Boeing Co.’s 737 Max jet was supposed to be the safest plane in the world. The perception is anything but.

Almost five years after the second fatal crash involving the plane prompted a global grounding, and three years after the Federal Aviation Administration said the Max could safely return to US skies, the aircraft is still having troubling safety problems. The FAA on Saturday ordered a temporary grounding and immediate inspections of certain Boeing 737 Max-9 aircraft after a piece of the plane blew off soon after takeoff on a late Friday evening Alaska Airlines flight, leaving a gaping hole with views of the starry night where a panel should have been. Alaska Air Group Inc. had already stopped flying its entire fleet of the Boeing Max variant following the incident, while United Airlines Holdings Inc. had also pulled some of the model from service to conduct emergency inspections.

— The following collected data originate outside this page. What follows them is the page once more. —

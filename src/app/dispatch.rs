use crate::app::status::render_status;
use crate::cli::commands::{Cli, Commands};
use anyhow::{Context, Result};
use shellgate::gateway::serve_stdio;
use shellgate::{Config, ExecutionResult, Gateway};
use std::io::Write;
use std::process::ExitCode;
use tracing::info;

pub async fn dispatch(cli: Cli, config: Config) -> Result<ExitCode> {
    let gateway = Gateway::from_config(&config)?;
    let mut session = gateway
        .bootstrap_session()
        .context("Failed to create session home")?;
    if let Some(cwd) = &cli.cwd {
        session = gateway.change_directory(&session, &cwd.to_string_lossy())?;
    }

    match cli.command {
        Commands::Exec { command, args } => {
            finish(&gateway.execute(&session, &command, &args).await)
        }
        Commands::ExecRoot { command, args } => {
            finish(&gateway.execute_elevated(&command, &args).await)
        }
        Commands::Install { package, source } => {
            finish(&gateway.install_package(&package, source.as_deref()).await)
        }
        Commands::CheckRoot => {
            let status = gateway.check_privileged_access().await;
            println!(
                "root access: {}",
                if status.has_privilege { "yes" } else { "no" }
            );
            Ok(if status.has_privilege {
                ExitCode::SUCCESS
            } else {
                ExitCode::FAILURE
            })
        }
        Commands::Resolve { path } => {
            let resolved = gateway.policy().resolve_path(&session, Some(&path))?;
            println!("{}", resolved.display());
            Ok(ExitCode::SUCCESS)
        }
        Commands::Cd { path } => {
            let next = gateway.change_directory(&session, &path)?;
            println!("{}", next.cwd().display());
            Ok(ExitCode::SUCCESS)
        }
        Commands::SetupEnv => {
            let (_, layout) = gateway
                .setup_environment()
                .context("Environment setup failed")?;
            println!(
                "Linux environment setup completed at: {}",
                layout.root.display()
            );
            Ok(ExitCode::SUCCESS)
        }
        Commands::Serve => {
            let last = serve_stdio(&gateway, session).await?;
            info!(cwd = %last.cwd().display(), "serve finished");
            Ok(ExitCode::SUCCESS)
        }
        Commands::Status => {
            println!("{}", render_status(&config, gateway.policy()));
            Ok(ExitCode::SUCCESS)
        }
    }
}

/// Relay captured output and map the exit code onto the process.
fn finish(result: &ExecutionResult) -> Result<ExitCode> {
    let mut stdout = std::io::stdout().lock();
    stdout.write_all(result.stdout.as_bytes())?;
    stdout.flush()?;

    if !result.stderr.is_empty() {
        let mut stderr = std::io::stderr().lock();
        stderr.write_all(result.stderr.as_bytes())?;
        if !result.stderr.ends_with('\n') {
            stderr.write_all(b"\n")?;
        }
    }

    Ok(ExitCode::from(exit_status_byte(result.exit_code)))
}

/// Codes outside `0..=255` collapse to 1.
fn exit_status_byte(code: i32) -> u8 {
    u8::try_from(code).unwrap_or(1)
}
pub mod defaults;
pub mod policy;
pub mod url_validation;

pub use defaults::{default_allowed_commands, default_package_managers};
pub use policy::{
    Capability, CommandAllowlist, DANGEROUS_CHARACTERS, PathResolveMode, Privilege,
    SecurityPolicy, ValidatedCommand, are_arguments_safe, contains_dangerous_characters,
    reject_traversal,
};
pub use url_validation::validate_download_url;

The FAA order affects about 171 planes worldwide. The Alaska Airlines flight was carrying 171 passengers and six crew members from Portland, Oregon, to Ontario, California. The plane in question was brand new, having been delivered only in October. 

When passengers board planes, they should be prepared for possible delays, especially these days amid an onslaught of weather disruptions and the quagmires of an overtaxed aviation infrastructure. They should not be prepared for the plane to literally come apart in front of their eyes.

Accidents do happen: A woman died in 2018 after a mid-flight engine explosion on a Southwest Airlines Co. flight sent metal shrapnel into the fuselage, shattering the window she was seated next to on the Boeing 737-700 jet (a predecessor to the Max). It’s too soon to say whether there’s a systemic problem that makes the panels on the Max fuselage prone to blowing off. Alaska Airlines separately said it had completed inspection on “more than a quarter” of its 737 Max-9 fleet as of midday Saturday without any “concerning findings.” But it’s not too early to say that the Boeing culture and aerospace supply chain that produced this plane have systemic flaws that have not yet been properly addressed.

Read more: Boeing shares tumble as board considers suspending, cancelling 737 MAX

Given the plane’s checkered safety history, you can hardly blame Alaska for erring on the side of caution and grounding the entire fleet of the Max variant involved in the accident.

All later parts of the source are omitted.